Some fans worry that "Seinfeld" will end in gory closure. "You can't say Elaine, gone; Jerry, gone; George, gone; Kramer, gone," says custodial worker Tina Brauner, who won a trip to a recent "Seinfeld" filming from her local radio station in Louisville, Ky. "People can't accept that. That would be the wrong thing to do."

"I want no sadness," says George Steinbrenner, owner of the New York Yankees--the real Steinbrenner, that is, not the cranky solipsist who gave George--bald, loser George--a Yankee job. Killing Susan was "sick," Steinbrenner says. Killing anyone else would be "very sick."

"I don't want anything to happen to Costanza," Steinbrenner says. "I don't want to see anything happen to any of them. I don't want to see anything but a smile and a laugh, because the show has been one damn big laugh after another." Yes, Mr. Steinbrenner. "I want a smile and a laugh. That's the way I want to remember those people, happy and with a laugh." Right, Mr. Steinbrenner.

Fans know that "Seinfeld" is capricious. They're also aware that the biggest threat to TV Jerry comes from Real Jerry. The "Seinfeld" writers can do anything to the "Seinfeld" characters.

"I would be very angry if they hurt these people," says Carl Reiner, writer, director, comedian, sitcom veteran. "I don't want to see them dead in reruns. They killed off Archie Bunker's wife in 'All in the Family' and it was one of the dumbest things I've seen."

Reiner riffs on a final story line: The gang's in Vegas; Jerry and Elaine, "not being in their proper minds," find themselves at a wedding chapel and think, "Hey, let's try it"; the ever-suggestible Kramer promptly marries the first girl he sees; George is left, everybody's uncle.

"You leave a tag on it at the end," Reiner says. "Elaine is questioning. Jerry didn't say forever. There could be a reunion show two years later."
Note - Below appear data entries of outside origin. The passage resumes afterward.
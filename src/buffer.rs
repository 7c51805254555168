//! Growable byte buffer with front-consume, used by the streaming codecs and
//! the MessagePack streaming parser to amortize allocation across many small
//! reads.
//!
//! `bytes::BytesMut` already gives amortized append and a `split_to`-based
//! front-consume. `Buffer` is a thin wrapper pinning down the specific
//! capacity-growth policy (double from a 1024-byte floor) and the exact
//! `consume` contract the parsers are written against, rather than relying on
//! whatever growth strategy `BytesMut::reserve` happens to use internally.

use bytes::{BufMut, Bytes, BytesMut};

const INITIAL_CAPACITY: usize = 1024;

/// Immutable, reference-counted byte blob: the shared-ownership view a
/// codec's compress step or a diagnostic hands out over a `Buffer`
/// snapshot. `bytes::Bytes` already provides an O(1) atomic-refcount clone
/// and byte-equality, so this is a plain alias rather than a new type.
pub type SharedBinary = Bytes;

/// A contiguous, growable byte region with an explicit front-consume
/// operation.
#[derive(Debug, Default)]
pub struct Buffer {
    inner: BytesMut,
}

impl Buffer {
    /// Create an empty buffer with the default initial capacity.
    pub fn new() -> Self {
        Self::with_capacity(INITIAL_CAPACITY)
    }

    /// Create an empty buffer whose capacity is at least `n`, rounded up to
    /// the next power-of-two multiple of the initial capacity.
    pub fn with_capacity(n: usize) -> Self {
        Buffer {
            inner: BytesMut::with_capacity(Self::next_capacity(n)),
        }
    }

    /// Geometric growth policy: start at 1024, double until the requested
    /// size fits.
    fn next_capacity(requested: usize) -> usize {
        let mut cap = INITIAL_CAPACITY;
        while cap < requested {
            cap *= 2;
        }
        cap
    }

    /// Ensure spare capacity for at least `n` more bytes, reallocating (and
    /// copying) if necessary. Never shrinks.
    pub fn reserve(&mut self, n: usize) {
        if self.inner.capacity() - self.inner.len() < n {
            let needed = self.inner.len() + n;
            let target = Self::next_capacity(needed);
            self.inner.reserve(target - self.inner.len());
        }
    }

    /// Extend the buffer's logical length to `n`, reserving and
    /// zero-filling as needed. Never shrinks an already-larger buffer.
    pub fn resize(&mut self, n: usize) {
        if n > self.inner.len() {
            let extra = n - self.inner.len();
            self.reserve(extra);
            self.inner.put_bytes(0, extra);
        }
    }

    /// Append bytes to the end of the buffer.
    pub fn extend_from_slice(&mut self, data: &[u8]) {
        self.reserve(data.len());
        self.inner.extend_from_slice(data);
    }

    /// Remove the first `k` bytes, shifting the remainder to the front. If
    /// `k >= len()` the buffer becomes empty. `O(len() - k)`.
    pub fn consume(&mut self, k: usize) {
        if k >= self.inner.len() {
            self.inner.clear();
        } else {
            let _ = self.inner.split_to(k);
        }
    }

    pub fn data(&self) -> &[u8] {
        &self.inner
    }

    pub fn len(&self) -> usize {
        self.inner.len()
    }

    pub fn is_empty(&self) -> bool {
        self.inner.is_empty()
    }

    pub fn capacity(&self) -> usize {
        self.inner.capacity()
    }

    /// Borrow the underlying `BytesMut` mutably, e.g. so a socket read can
    /// write directly into its spare capacity via `BufMut`.
    pub fn inner_mut(&mut self) -> &mut BytesMut {
        &mut self.inner
    }

    /// Grow the buffer so that `[at, at + n)` is valid, and return that
    /// region as a writable slice. Used by the streaming parser's
    /// `prepare_buffer` to hand the caller a span to read socket bytes into.
    pub fn prepare_region(&mut self, at: usize, n: usize) -> &mut [u8] {
        self.resize(at + n);
        &mut self.inner[at..at + n]
    }
}

#[cfg(test)]
mod tests {
    use super::*;

    #[test]
    fn starts_at_floor_capacity() {
        let buf = Buffer::new();
        assert_eq!(buf.capacity(), INITIAL_CAPACITY);
        assert_eq!(buf.len(), 0);
    }

    #[test]
    fn capacity_doubles_to_fit() {
        let buf = Buffer::with_capacity(1025);
        assert_eq!(buf.capacity(), INITIAL_CAPACITY * 2);
    }

    #[test]
    fn consume_partial_shifts_remaining_bytes() {
        let mut buf = Buffer::new();
        buf.extend_from_slice(b"hello world");
        buf.consume(6);
        assert_eq!(buf.data(), b"world");
    }

    #[test]
    fn consume_past_len_clears() {
        let mut buf = Buffer::new();
        buf.extend_from_slice(b"hi");
        buf.consume(100);
        assert!(buf.is_empty());
    }

    #[test]
    fn resize_zero_fills_growth() {
        let mut buf = Buffer::new();
        buf.extend_from_slice(b"ab");
        buf.resize(5);
        assert_eq!(buf.data(), &[b'a', b'b', 0, 0, 0]);
    }
}
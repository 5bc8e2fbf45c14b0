//! Route handlers for the user API, one per contract.

use contract_core::users::{
    CreateUserContract, DeleteUserContract, GetUserContract, ListUsersContract, PatchUserContract, User,
};
use contract_core::{Absent, ApiContract, ApiRequest, ApiRequestOf, ApiResponse};

use crate::Db;

pub struct ListUsers(pub Db);

impl ApiContract<ListUsersContract> for ListUsers {
    async fn handle<R>(&self, _request: ApiRequestOf<ListUsersContract>, response: R)
    where
        R: ApiResponse<Vec<User>> + Send,
    {
        let mut users: Vec<User> = self.0.read().await.values().cloned().collect();
        users.sort_by(|a, b| a.username.cmp(&b.username));
        response.send(users);
    }
}

pub struct GetUser(pub Db);

impl ApiContract<GetUserContract> for GetUser {
    async fn handle<R>(&self, request: ApiRequestOf<GetUserContract>, response: R)
    where
        R: ApiResponse<User> + Send,
    {
        let found = self.0.read().await.get(&request.params.username).cloned();
        match found {
            Some(user) => response.send(user),
            None => response.send_status(404),
        }
    }
}

pub struct CreateUser(pub Db);

impl ApiContract<CreateUserContract> for CreateUser {
    async fn handle<R>(&self, request: ApiRequestOf<CreateUserContract>, response: R)
    where
        R: ApiResponse<User> + Send,
    {
        let user = request.body;
        let mut users = self.0.write().await;
        if users.contains_key(&user.username) {
            return response.send_status(409);
        }
        users.insert(user.username.clone(), user.clone());
        response.status(201).send(user);
    }
}

/// Replaces the stored user with the body. The body's `username` wins over
/// the path, so a patch can rename a user.
pub struct PatchUser(pub Db);

impl ApiContract<PatchUserContract> for PatchUser {
    async fn handle<R>(&self, request: ApiRequestOf<PatchUserContract>, response: R)
    where
        R: ApiResponse<User> + Send,
    {
        let ApiRequest { params, body } = request;
        let mut users = self.0.write().await;
        if !users.contains_key(&params.username) {
            return response.send_status(404);
        }
        if body.username != params.username && users.contains_key(&body.username) {
            return response.send_status(409);
        }
        users.remove(&params.username);
        users.insert(body.username.clone(), body.clone());
        response.status(200).send(body);
    }
}

pub struct DeleteUser(pub Db);

impl ApiContract<DeleteUserContract> for DeleteUser {
    async fn handle<R>(&self, request: ApiRequestOf<DeleteUserContract>, response: R)
    where
        R: ApiResponse<Absent> + Send,
    {
        match self.0.write().await.remove(&request.params.username) {
            Some(_) => response.send_status(204),
            None => response.send_status(404),
        }
    }
}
Jay Leno dismisses this scenario. "Jerry Seinfeld doesn't think that way," says Leno, a longtime fan. "Look, you don't go this far and turn down gazillions of dollars and suddenly wind up doing what all the network executives want.

"No one is going to get married or have a baby, none of the usual tricks," Leno predicts. "It will end the way it began--very funny--and whatever happens will be in character."


No alien abductions, then, or spontaneous combustions. Nothing too preposterous like personal growth, for example. What Seinologists of the realist school want from the Last Episode is an imagined future consistent with the neurotic history of the show's main characters.

"Life will go on for the four of them," says Liz Sheridan, Jerry's mother in "Seinfeld." "I think they will grow old together, unhappily. They'll all move to Florida and buy condos next to each other so they will always end up at each other's door."

As for Newman, actor Wayne Knight thinks that it would be "fitting that in the end Newman gets Jerry's apartment."